» Task to carry out:
Your task is to transcribe the entries below exactly, from their first line down to the line containing "pub fn normalize_path(path: &Path)", and to stop there.

-------- Task inputs --------

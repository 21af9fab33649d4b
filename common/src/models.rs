use serde::{Deserialize, Serialize};
use sqlx::FromRow;
use std::path::{Component, Path, PathBuf};

// ============================================================================
// Task Models
// ============================================================================

/// TaskRecord is a registered repository with its scheduling policy.
///
/// Records are owned by the task registry; the path is the natural key and
/// re-registering a path replaces the record under a fresh ID.
#[derive(Debug, Clone, PartialEq, Eq, Serialize, Deserialize, FromRow)]
pub struct TaskRecord {
    pub id: i64,
    pub path: String,
    /// Interval string, e.g. `5m` or `1h30m`
    pub every: String,
    pub auto_add: bool,
    pub auto_push: bool,
    /// Static fallback commit message, empty when not configured
    pub static_msg: String,
    /// Comma-separated glob patterns excluded from auto-staging
    pub exclude_patterns: String,
}

impl TaskRecord {
    /// Static message, if one is configured
    pub fn static_message(&self) -> Option<&str> {
        if self.static_msg.trim().is_empty() {
            None
        } else {
            Some(&self.static_msg)
        }
    }

    /// Exclude patterns, trimmed, with empty entries dropped
    pub fn excludes(&self) -> Vec<String> {
        split_patterns(&self.exclude_patterns)
    }
}

/// NewTask is the registration payload for an upsert-by-path
#[derive(Debug, Clone, PartialEq, Eq, Serialize, Deserialize)]
pub struct NewTask {
    pub path: String,
    pub every: String,
    pub auto_add: bool,
    pub auto_push: bool,
    pub static_msg: String,
    pub exclude_patterns: String,
}

/// Split a comma-separated pattern list into trimmed, non-empty patterns
pub fn split_patterns(patterns: &str) -> Vec<String> {
    patterns
        .split(',')
        .map(str::trim)
        .filter(|p| !p.is_empty())
        .map(str::to_string)
        .collect()
}

/// Lexically clean a repository path
///
/// Drops `.` components and trailing separators and folds `..` into its
/// parent, without touching the filesystem. Every spelling of one directory
/// maps to the same registry key.
pub fn normalize_path(path: &Path) -> PathBuf {
    let mut cleaned = PathBuf::new();
    for component in path.components() {
        match component {
            Component::CurDir => {}
            Component::ParentDir => match cleaned.components().next_back() {
                Some(Component::Normal(_)) => {
                    cleaned.pop();
                }
                Some(Component::RootDir) | Some(Component::Prefix(_)) => {}
                _ => cleaned.push(".."),
            },
            other => cleaned.push(other.as_os_str()),
        }
    }

    if cleaned.as_os_str().is_empty() {
        cleaned.push(".");
    }
    cleaned
}

/// [`normalize_path`] for paths stored as strings
pub fn normalize_path_str(path: &str) -> String {
    normalize_path(Path::new(path)).to_string_lossy().into_owned()
}

// ============================================================================
// Execution Models
// ============================================================================

/// ExecutionContext is an immutable snapshot of a task taken at dispatch time.
///
/// Registry edits made while a run is in flight never reach the run.
#[derive(Debug, Clone, PartialEq, Eq)]
pub struct ExecutionContext {
    pub task_id: i64,
    pub path: PathBuf,
    pub auto_add: bool,
    pub auto_push: bool,
    pub static_message: Option<String>,
    pub excludes: Vec<String>,
}

impl From<&TaskRecord> for ExecutionContext {
    fn from(record: &TaskRecord) -> Self {
        Self {
            task_id: record.id,
            path: normalize_path(Path::new(&record.path)),
            auto_add: record.auto_add,
            auto_push: record.auto_push,
            static_message: record.static_message().map(str::to_string),
            excludes: record.excludes(),
        }
    }
}

/// Pipeline step at which a run was aborted
#[derive(Debug, Clone, Copy, PartialEq, Eq, Serialize, Deserialize)]
#[serde(rename_all = "snake_case")]
pub enum PipelineStage {
    Open,
    ChangeDetection,
    Staging,
    Diff,
    Message,
    Commit,
}

impl PipelineStage {
    pub fn as_str(&self) -> &'static str {
        match self {
            PipelineStage::Open => "open",
            PipelineStage::ChangeDetection => "change_detection",
            PipelineStage::Staging => "staging",
            PipelineStage::Diff => "diff",
            PipelineStage::Message => "message",
            PipelineStage::Commit => "commit",
        }
    }
}

/// Result of the push step of a run that produced a commit
#[derive(Debug, Clone, PartialEq, Eq)]
pub enum PushOutcome {
    /// Auto-push is not enabled for the task
    Disabled,
    Pushed,
    Failed(String),
}

/// Terminal outcome of a single execution
#[derive(Debug, Clone, PartialEq, Eq)]
pub enum RunOutcome {
    /// Working tree is clean
    NoChanges,
    /// Auto-stage disabled and nothing was staged by hand
    NoStagedChanges,
    /// Nothing staged at commit time
    NothingToCommit,
    Committed { message: String, push: PushOutcome },
    Aborted { stage: PipelineStage, reason: String },
}

impl RunOutcome {
    pub fn committed(&self) -> bool {
        matches!(self, RunOutcome::Committed { .. })
    }

    pub fn pushed(&self) -> bool {
        matches!(
            self,
            RunOutcome::Committed {
                push: PushOutcome::Pushed,
                ..
            }
        )
    }

    /// Label used for metrics and logs
    pub fn label(&self) -> &'static str {
        match self {
            RunOutcome::NoChanges => "no_changes",
            RunOutcome::NoStagedChanges => "no_staged_changes",
            RunOutcome::NothingToCommit => "nothing_to_commit",
            RunOutcome::Committed {
                push: PushOutcome::Failed(_),
                ..
            } => "push_failed",
            RunOutcome::Committed { .. } => "committed",
            RunOutcome::Aborted { .. } => "aborted",
        }
    }
}

#[cfg(test)]
mod tests {
    use super::*;

    fn record() -> TaskRecord {
        TaskRecord {
            id: 7,
            path: "/srv/notes".to_string(),
            every: "5m".to_string(),
            auto_add: true,
            auto_push: false,
            static_msg: "  ".to_string(),
            exclude_patterns: " *.log, ,target/**,".to_string(),
        }
    }

    #[test]
    fn test_blank_static_message_is_none() {
        assert_eq!(record().static_message(), None);
    }

    #[test]
    fn test_static_message_is_kept_verbatim() {
        let mut rec = record();
        rec.static_msg = "  wip  ".to_string();
        assert_eq!(rec.static_message(), Some("  wip  "));
        assert_eq!(
            ExecutionContext::from(&rec).static_message.as_deref(),
            Some("  wip  ")
        );
    }

    #[test]
    fn test_excludes_are_trimmed_and_filtered() {
        assert_eq!(record().excludes(), vec!["*.log", "target/**"]);
    }

    #[test]
    fn test_normalize_path() {
        assert_eq!(normalize_path(Path::new("/srv/repo/")), PathBuf::from("/srv/repo"));
        assert_eq!(normalize_path(Path::new("/srv/x/../repo")), PathBuf::from("/srv/repo"));
        assert_eq!(normalize_path(Path::new("/srv/./repo/.")), PathBuf::from("/srv/repo"));
        assert_eq!(normalize_path(Path::new("/../srv")), PathBuf::from("/srv"));
        assert_eq!(normalize_path(Path::new("a/../../b")), PathBuf::from("../b"));
        assert_eq!(normalize_path(Path::new("a/..")), PathBuf::from("."));
        assert_eq!(normalize_path_str("/srv/repo/"), normalize_path_str("/srv/repo"));
    }

    #[test]
    fn test_execution_context_is_a_snapshot() {
        let mut rec = record();
        let ctx = ExecutionContext::from(&rec);
        rec.auto_push = true;
        rec.static_msg = "later edit".to_string();

        assert_eq!(ctx.task_id, 7);
        assert!(!ctx.auto_push);
        assert_eq!(ctx.static_message, None);
        assert_eq!(ctx.path, PathBuf::from("/srv/notes"));
    }

    #[test]
    fn test_run_outcome_flags() {
        let pushed = RunOutcome::Committed {
            message: "chore: x".to_string(),
            push: PushOutcome::Pushed,
        };
        assert!(pushed.committed());
        assert!(pushed.pushed());

        let push_failed = RunOutcome::Committed {
            message: "chore: x".to_string(),
            push: PushOutcome::Failed("rejected".to_string()),
        };
        assert!(push_failed.committed());
        assert!(!push_failed.pushed());
        assert_eq!(push_failed.label(), "push_failed");

        assert!(!RunOutcome::NothingToCommit.committed());
    }
}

--------

» Solution:
repository 21af9fab33649d4b
filename common/src/models.rs
use serde::{Deserialize, Serialize};
use sqlx::FromRow;
use std::path::{Component, Path, PathBuf};

// ============================================================================
// Task Models
// ============================================================================

/// TaskRecord is a registered repository with its scheduling policy.
///
/// Records are owned by the task registry; the path is the natural key and
/// re-registering a path replaces the record under a fresh ID.
#[derive(Debug, Clone, PartialEq, Eq, Serialize, Deserialize, FromRow)]
pub struct TaskRecord {
    pub id: i64,
    pub path: String,
    /// Interval string, e.g. `5m` or `1h30m`
    pub every: String,
    pub auto_add: bool,
    pub auto_push: bool,
    /// Static fallback commit message, empty when not configured
    pub static_msg: String,
    /// Comma-separated glob patterns excluded from auto-staging
    pub exclude_patterns: String,
}

impl TaskRecord {
    /// Static message, if one is configured
    pub fn static_message(&self) -> Option<&str> {
        if self.static_msg.trim().is_empty() {
            None
        } else {
            Some(&self.static_msg)
        }
    }

    /// Exclude patterns, trimmed, with empty entries dropped
    pub fn excludes(&self) -> Vec<String> {
        split_patterns(&self.exclude_patterns)
    }
}

/// NewTask is the registration payload for an upsert-by-path
#[derive(Debug, Clone, PartialEq, Eq, Serialize, Deserialize)]
pub struct NewTask {
    pub path: String,
    pub every: String,
    pub auto_add: bool,
    pub auto_push: bool,
    pub static_msg: String,
    pub exclude_patterns: String,
}

/// Split a comma-separated pattern list into trimmed, non-empty patterns
pub fn split_patterns(patterns: &str) -> Vec<String> {
    patterns
        .split(',')
        .map(str::trim)
        .filter(|p| !p.is_empty())
        .map(str::to_string)
        .collect()
}

/// Lexically clean a repository path
///
/// Drops `.` components and trailing separators and folds `..` into its
/// parent, without touching the filesystem. Every spelling of one directory
/// maps to the same registry key.
pub fn normalize_path(path: &Path) -> PathBuf {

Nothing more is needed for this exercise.